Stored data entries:
=-=-=-=-=

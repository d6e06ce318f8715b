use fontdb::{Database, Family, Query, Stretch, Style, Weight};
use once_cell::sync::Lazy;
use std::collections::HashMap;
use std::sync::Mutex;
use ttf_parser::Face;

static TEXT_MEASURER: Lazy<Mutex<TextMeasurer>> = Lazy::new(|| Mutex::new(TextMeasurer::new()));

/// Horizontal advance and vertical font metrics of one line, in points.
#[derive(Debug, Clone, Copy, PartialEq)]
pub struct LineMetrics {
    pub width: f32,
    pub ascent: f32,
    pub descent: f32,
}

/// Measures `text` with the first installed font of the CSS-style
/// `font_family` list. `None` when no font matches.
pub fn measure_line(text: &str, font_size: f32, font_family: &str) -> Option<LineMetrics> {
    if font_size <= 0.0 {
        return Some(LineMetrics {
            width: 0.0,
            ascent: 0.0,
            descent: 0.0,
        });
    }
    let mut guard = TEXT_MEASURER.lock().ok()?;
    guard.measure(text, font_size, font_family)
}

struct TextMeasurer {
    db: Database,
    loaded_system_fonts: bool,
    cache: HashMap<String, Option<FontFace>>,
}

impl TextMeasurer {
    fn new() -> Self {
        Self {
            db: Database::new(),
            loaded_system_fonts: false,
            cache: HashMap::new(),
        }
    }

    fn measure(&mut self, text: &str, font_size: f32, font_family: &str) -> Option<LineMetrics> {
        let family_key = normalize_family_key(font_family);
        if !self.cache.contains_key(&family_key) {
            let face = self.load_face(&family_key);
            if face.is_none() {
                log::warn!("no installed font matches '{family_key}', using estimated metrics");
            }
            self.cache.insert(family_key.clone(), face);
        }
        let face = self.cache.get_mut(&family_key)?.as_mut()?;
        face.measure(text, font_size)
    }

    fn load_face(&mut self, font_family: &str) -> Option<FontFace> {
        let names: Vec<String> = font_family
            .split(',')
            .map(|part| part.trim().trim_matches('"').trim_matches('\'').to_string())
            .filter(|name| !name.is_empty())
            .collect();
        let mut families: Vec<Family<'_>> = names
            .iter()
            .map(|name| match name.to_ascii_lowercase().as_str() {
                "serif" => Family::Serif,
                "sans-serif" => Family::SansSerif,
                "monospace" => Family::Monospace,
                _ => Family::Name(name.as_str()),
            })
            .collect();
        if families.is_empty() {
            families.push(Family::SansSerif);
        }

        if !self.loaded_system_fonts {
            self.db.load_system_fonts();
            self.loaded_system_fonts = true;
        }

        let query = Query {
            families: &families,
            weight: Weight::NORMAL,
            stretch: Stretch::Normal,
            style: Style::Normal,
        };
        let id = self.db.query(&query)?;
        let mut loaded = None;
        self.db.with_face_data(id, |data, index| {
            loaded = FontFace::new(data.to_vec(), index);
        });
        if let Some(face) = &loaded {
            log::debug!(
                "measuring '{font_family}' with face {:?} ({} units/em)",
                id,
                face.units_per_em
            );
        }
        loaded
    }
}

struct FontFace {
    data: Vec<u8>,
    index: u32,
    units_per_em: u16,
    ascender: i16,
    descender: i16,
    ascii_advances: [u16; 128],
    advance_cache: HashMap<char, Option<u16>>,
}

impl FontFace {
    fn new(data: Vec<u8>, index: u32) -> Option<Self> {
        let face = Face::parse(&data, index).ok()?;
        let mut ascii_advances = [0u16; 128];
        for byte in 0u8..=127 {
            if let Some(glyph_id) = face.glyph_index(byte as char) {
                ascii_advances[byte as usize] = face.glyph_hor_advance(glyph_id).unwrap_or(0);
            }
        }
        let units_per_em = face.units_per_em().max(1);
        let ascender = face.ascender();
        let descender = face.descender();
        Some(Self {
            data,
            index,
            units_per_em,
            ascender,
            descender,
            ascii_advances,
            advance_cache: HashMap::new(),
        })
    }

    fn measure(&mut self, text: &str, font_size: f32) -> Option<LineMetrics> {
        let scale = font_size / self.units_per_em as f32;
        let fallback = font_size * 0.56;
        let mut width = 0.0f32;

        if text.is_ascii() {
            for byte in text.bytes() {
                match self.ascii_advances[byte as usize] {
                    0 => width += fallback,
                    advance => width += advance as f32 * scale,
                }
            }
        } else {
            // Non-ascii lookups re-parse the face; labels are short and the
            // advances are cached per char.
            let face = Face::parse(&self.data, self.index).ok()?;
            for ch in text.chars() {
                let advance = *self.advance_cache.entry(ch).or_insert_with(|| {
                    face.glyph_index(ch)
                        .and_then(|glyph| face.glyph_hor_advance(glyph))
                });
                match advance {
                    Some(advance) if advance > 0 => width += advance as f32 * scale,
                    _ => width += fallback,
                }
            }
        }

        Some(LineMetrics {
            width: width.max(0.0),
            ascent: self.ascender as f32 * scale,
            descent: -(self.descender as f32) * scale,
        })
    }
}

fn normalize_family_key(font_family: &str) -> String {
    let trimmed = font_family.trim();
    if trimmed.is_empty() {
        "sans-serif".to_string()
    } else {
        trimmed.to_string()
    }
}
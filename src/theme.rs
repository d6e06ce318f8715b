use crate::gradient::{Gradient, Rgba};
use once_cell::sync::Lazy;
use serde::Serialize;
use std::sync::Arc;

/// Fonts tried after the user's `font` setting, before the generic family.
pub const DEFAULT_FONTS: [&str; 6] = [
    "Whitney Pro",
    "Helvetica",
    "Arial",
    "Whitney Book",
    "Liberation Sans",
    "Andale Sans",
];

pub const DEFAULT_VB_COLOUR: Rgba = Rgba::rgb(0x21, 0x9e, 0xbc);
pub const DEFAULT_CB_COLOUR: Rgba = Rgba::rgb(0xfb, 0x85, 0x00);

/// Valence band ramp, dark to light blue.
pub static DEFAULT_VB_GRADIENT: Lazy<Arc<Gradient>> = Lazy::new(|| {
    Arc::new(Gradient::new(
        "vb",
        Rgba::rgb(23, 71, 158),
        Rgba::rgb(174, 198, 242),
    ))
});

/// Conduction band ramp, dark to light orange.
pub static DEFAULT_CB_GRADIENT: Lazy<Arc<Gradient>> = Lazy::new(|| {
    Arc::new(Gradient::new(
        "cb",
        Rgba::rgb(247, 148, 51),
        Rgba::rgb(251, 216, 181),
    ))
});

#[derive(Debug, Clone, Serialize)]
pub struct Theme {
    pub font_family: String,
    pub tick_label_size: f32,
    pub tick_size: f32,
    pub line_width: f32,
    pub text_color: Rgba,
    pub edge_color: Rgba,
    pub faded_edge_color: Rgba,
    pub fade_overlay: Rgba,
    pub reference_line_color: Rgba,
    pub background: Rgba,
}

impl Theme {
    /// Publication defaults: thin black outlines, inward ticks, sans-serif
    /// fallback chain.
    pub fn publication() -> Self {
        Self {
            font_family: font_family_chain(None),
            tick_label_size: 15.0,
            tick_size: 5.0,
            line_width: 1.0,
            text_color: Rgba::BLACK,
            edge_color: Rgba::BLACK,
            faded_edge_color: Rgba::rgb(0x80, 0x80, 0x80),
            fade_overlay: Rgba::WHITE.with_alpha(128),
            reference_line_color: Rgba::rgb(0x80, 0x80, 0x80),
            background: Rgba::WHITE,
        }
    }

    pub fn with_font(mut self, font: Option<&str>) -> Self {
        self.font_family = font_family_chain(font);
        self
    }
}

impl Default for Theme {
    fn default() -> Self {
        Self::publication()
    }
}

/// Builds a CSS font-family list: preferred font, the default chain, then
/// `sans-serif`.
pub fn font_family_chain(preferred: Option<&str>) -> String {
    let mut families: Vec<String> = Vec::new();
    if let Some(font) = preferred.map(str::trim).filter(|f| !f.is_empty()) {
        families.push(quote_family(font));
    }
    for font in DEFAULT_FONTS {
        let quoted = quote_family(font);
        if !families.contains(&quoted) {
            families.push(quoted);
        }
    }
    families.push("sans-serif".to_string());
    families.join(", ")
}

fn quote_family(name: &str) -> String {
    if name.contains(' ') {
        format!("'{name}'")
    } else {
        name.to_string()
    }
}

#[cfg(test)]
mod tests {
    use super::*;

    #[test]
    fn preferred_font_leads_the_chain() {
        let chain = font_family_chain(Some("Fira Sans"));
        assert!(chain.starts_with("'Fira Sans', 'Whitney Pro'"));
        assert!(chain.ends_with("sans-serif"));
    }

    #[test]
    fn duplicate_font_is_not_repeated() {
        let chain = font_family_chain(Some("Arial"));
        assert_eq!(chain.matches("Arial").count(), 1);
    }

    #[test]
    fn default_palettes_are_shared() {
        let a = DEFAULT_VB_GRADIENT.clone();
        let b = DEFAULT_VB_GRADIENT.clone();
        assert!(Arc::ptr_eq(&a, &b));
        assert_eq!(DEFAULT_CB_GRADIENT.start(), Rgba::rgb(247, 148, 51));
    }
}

=-=-=-=-=

Scan the data above, please, and give the number of lines where the word "descender" occurs, with no further text.

4